A tool to create a draft genome file out of a GATK VCF file
Download via GitHub Releases or via Bioconda.
Author: Alexander Herbig herbig@shh.mpg.de (v0.84), Alexander Peltzer (v0.90+).
Contact Alexander Peltzerpeltzer@shh.mpg.de for questions regarding the tool or via GitHub and/or open a ticket here.
You can see a help when running the tool with -h
. This generates the following help message:
Option "-draft" is required
-draft VAL : draft contains Ns where no call can be made. RefMod contains reference calls instead at
these positions.
-draftname DRAFT_SEQ_NAME : Name of the draft sequence.
-h : Display this help information and exit. (default: true)
-in VAL : input VCF file
-minc MIN_COVERAGE_FOR_SNP : Minimum coverage / reads confirming the call.
-minfreq MIN_SNP_FREQUENCY : Minimum fraction of reads supporting the called nucleotide.
-minq MIN_QUAL_SCORE : Minimum quality score. For UG: Phred scaled quality score. For HC genome quality score.
-ref VAL : reference genome in FastA format
-refMod VAL : More precise uncertainty encoding. N: Not covered or ambiguous. R: Low coverage but looks
like Ref. a,c,t,g (lower case): Low coverage but looks like SNP.
-uncertain VAL : Special 1234 encoded FastA output.
Example: java -jar VCF2Genome.jar -draft VAL -draftname DRAFT_SEQ_NAME -in VAL -minc MIN_COVERAGE_FOR_SNP -minfreq MIN_SNP_FREQUENCY -minq MIN_QUAL_SCORE -ref VAL -refMod VAL -uncertain VAL
java -jar VCF2Genome.jar -draft my_output_genome.fasta -draftname "My_Fancy_Genome_Name" -in my_input.vcf -minc 5 -minfreq 0.8 -minq 30 -ref myreference_genome.fasta -refMod output.refMod -uncertain 1234_output.fasta
-draft
Name of the output file to which the FastA genome sequence should be written. Contains Ns where no call can be made.
-draftname
Name of the draft sequence inside the FastA file (header of the FastA entry that is created).
-in
Name of the input VCF file in VCF4.0/4.1 format.
-minc
Minimum coverage / reads confirming the call required.
-minq
Minimum quality threshold used for filtering the calls.
-minfreq
Minimum fraction of reads supporting the called nucleotide.
-ref
Reference genome used in FastA format.
-refMod
Path to refMod format output file. This contains a more detailed output encoding than just including N
at unclear positions. Useful for further investigation of some sites for example.

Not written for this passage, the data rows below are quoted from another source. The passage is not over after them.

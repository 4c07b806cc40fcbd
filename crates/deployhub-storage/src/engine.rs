//! Storage engine.

use std::io::SeekFrom;
use std::path::{Path, PathBuf};

use tokio::fs;
use tokio::io::{AsyncSeekExt, AsyncWriteExt};
use tokio_util::io::{StreamReader, SyncIoBridge};
use tracing::{debug, info, warn};
use uuid::Uuid;

use deployhub_core::config::StorageConfig;
use deployhub_core::error::{AppError, ErrorKind};
use deployhub_core::result::AppResult;
use deployhub_core::traits::storage::ByteStream;

use crate::extract::{ArchiveFormat, ExtractLimits, tar_gz, zip};
use crate::key::ArtifactKey;
use crate::path::resolve_relative;

/// Filesystem-backed, content-addressable artifact store.
///
/// Each artifact is unpacked once into `{base_dir}/{key}`. The final
/// directory is either absent or complete: extraction happens in a
/// uniquely named sibling (`{hash}_tmp.{uuid}`) that is renamed into place
/// atomically and purged on any failure.
#[derive(Debug, Clone)]
pub struct ArtifactStore {
    base: PathBuf,
    limits: ExtractLimits,
    flatten_single_root: bool,
}

impl ArtifactStore {
    /// Create a store rooted at `config.base_dir`, creating the directory.
    pub async fn new(config: &StorageConfig) -> AppResult<Self> {
        let base = PathBuf::from(&config.base_dir);
        fs::create_dir_all(&base).await.map_err(|e| {
            AppError::with_source(
                ErrorKind::Storage,
                format!("Failed to create storage root: {}", base.display()),
                e,
            )
        })?;
        Ok(Self {
            base,
            limits: ExtractLimits::from(config),
            flatten_single_root: config.flatten_single_root,
        })
    }

    /// Storage base directory.
    pub fn base_dir(&self) -> &Path {
        &self.base
    }

    /// Absolute directory of an artifact.
    pub fn artifact_dir(&self, key: &ArtifactKey) -> PathBuf {
        self.base.join(key.as_str())
    }

    /// Whether the base directory is usable.
    pub async fn health_check(&self) -> bool {
        fs::metadata(&self.base)
            .await
            .map(|m| m.is_dir())
            .unwrap_or(false)
    }

    /// Unpack `stream` under `key`.
    ///
    /// Returns `Ok(false)` without reading the stream when the key is
    /// already populated, `Ok(true)` once a fresh tree has been renamed
    /// into place.
    pub async fn store(
        &self,
        key: &ArtifactKey,
        archive_name: &str,
        stream: ByteStream,
    ) -> AppResult<bool> {
        let final_path = self.artifact_dir(key);
        if path_exists(&final_path).await {
            debug!(key = %key, "Artifact already stored, skipping extraction");
            return Ok(false);
        }

        let parent = final_path
            .parent()
            .ok_or_else(|| AppError::storage(format!("Storage key has no parent: {key}")))?;
        fs::create_dir_all(parent).await.map_err(|e| {
            AppError::with_source(
                ErrorKind::Storage,
                format!("Failed to create directory: {}", parent.display()),
                e,
            )
        })?;

        let staging = parent.join(format!(
            "{}_tmp.{}",
            key.content_hash(),
            Uuid::new_v4().simple()
        ));
        let format = ArchiveFormat::detect(archive_name);

        if let Err(e) = self.extract_into(format, stream, &staging).await {
            purge(&staging).await;
            warn!(key = %key, error = %e, "Artifact extraction failed");
            return Err(e);
        }

        let source = if self.flatten_single_root {
            single_root_dir(&staging)
                .await
                .unwrap_or_else(|| staging.clone())
        } else {
            staging.clone()
        };

        match fs::rename(&source, &final_path).await {
            Ok(()) => {
                if source != staging {
                    purge(&staging).await;
                }
                info!(key = %key, format = ?format, "Artifact stored");
                Ok(true)
            }
            Err(e) => {
                purge(&staging).await;
                if path_exists(&final_path).await {
                    // A concurrent upload of the same key won the rename.
                    debug!(key = %key, "Artifact stored concurrently");
                    return Ok(false);
                }
                Err(AppError::with_source(
                    ErrorKind::Storage,
                    format!("Failed to move artifact into place: {key}"),
                    e,
                ))
            }
        }
    }

    /// Whether `path` (relative to the base directory) exists as a file or
    /// directory. Never fails; unsafe paths report `false`.
    pub async fn exists(&self, path: &str) -> bool {
        match resolve_relative(&self.base, path) {
            Some(full) => path_exists(&full).await,
            None => false,
        }
    }

    /// Recursively remove `path`. An absent path is not an error.
    pub async fn remove(&self, path: &str) -> AppResult<()> {
        let full = resolve_relative(&self.base, path)
            .ok_or_else(|| AppError::path_traversal(format!("Refusing to remove '{path}'")))?;
        if full == self.base {
            return Err(AppError::path_traversal("Refusing to remove the storage root"));
        }

        let metadata = match fs::symlink_metadata(&full).await {
            Ok(m) => m,
            Err(e) if e.kind() == std::io::ErrorKind::NotFound => return Ok(()),
            Err(e) => {
                return Err(AppError::with_source(
                    ErrorKind::Storage,
                    format!("Failed to stat: {path}"),
                    e,
                ));
            }
        };

        let result = if metadata.is_dir() {
            fs::remove_dir_all(&full).await
        } else {
            fs::remove_file(&full).await
        };

        match result {
            Ok(()) => {
                debug!(path, "Removed storage path");
                Ok(())
            }
            Err(e) if e.kind() == std::io::ErrorKind::NotFound => Ok(()),
            Err(e) => Err(AppError::with_source(
                ErrorKind::Storage,
                format!("Failed to remove: {path}"),
                e,
            )),
        }
    }

    async fn extract_into(
        &self,
        format: ArchiveFormat,
        stream: ByteStream,
        staging: &Path,
    ) -> AppResult<()> {
        fs::create_dir_all(staging).await?;
        let dest = staging.to_path_buf();
        let limits = self.limits;
        let mut reader = StreamReader::new(stream);

        let outcome = match format {
            ArchiveFormat::TarGz => {
                let bridge = SyncIoBridge::new(reader);
                tokio::task::spawn_blocking(move || tar_gz::extract_tar_gz(bridge, &dest, limits))
                    .await
            }
            ArchiveFormat::Zip => {
                let mut buffer = fs::File::from_std(tempfile::tempfile()?);
                tokio::io::copy(&mut reader, &mut buffer).await?;
                buffer.flush().await?;
                buffer.seek(SeekFrom::Start(0)).await?;
                let file = buffer.into_std().await;
                tokio::task::spawn_blocking(move || zip::extract_zip(file, &dest, limits)).await
            }
        };

        outcome
            .map_err(|e| AppError::with_source(ErrorKind::Internal, "Extraction task failed", e))?
            .map_err(AppError::from)
    }
}

async fn path_exists(path: &Path) -> bool {
    fs::try_exists(path).await.unwrap_or(false)
}

/// The lone top-level directory of `dir`, if that is all it contains.
async fn single_root_dir(dir: &Path) -> Option<PathBuf> {
    let mut entries = fs::read_dir(dir).await.ok()?;
    let first = entries.next_entry().await.ok()??;
    if entries.next_entry().await.ok()?.is_some() {
        return None;
    }
    let file_type = first.file_type().await.ok()?;
    file_type.is_dir().then(|| first.path())
}

async fn purge(path: &Path) {
    match fs::remove_dir_all(path).await {
        Ok(()) => {}
        Err(e) if e.kind() == std::io::ErrorKind::NotFound => {}
        Err(e) => warn!(path = %path.display(), error = %e, "Failed to purge staging directory"),
    }
}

N: Not covered or ambiguous. R: Low coverage but looks like Reference call. a,c,t,g (lower case): Low coverage but looks like SNP.
-uncertain
Path to uncertainty encoded output file in a special 1234 format for some downstream tools.
Note that this tool was written a couple of years ago for reconstructing genomes from GATK UnifiedGenotyper VCF output files. It may work with other genotypers providing the same kind of VCF4.0/VCF4.1 format, but might not work well with data originating for example from GATK HaplotypeCaller. The tool requires an EMIT_ALL_SITES
compatible VCF input file.
This tool is currently unable to handle indels properly due to the index handling procedure in the software itself. SNPs are fine.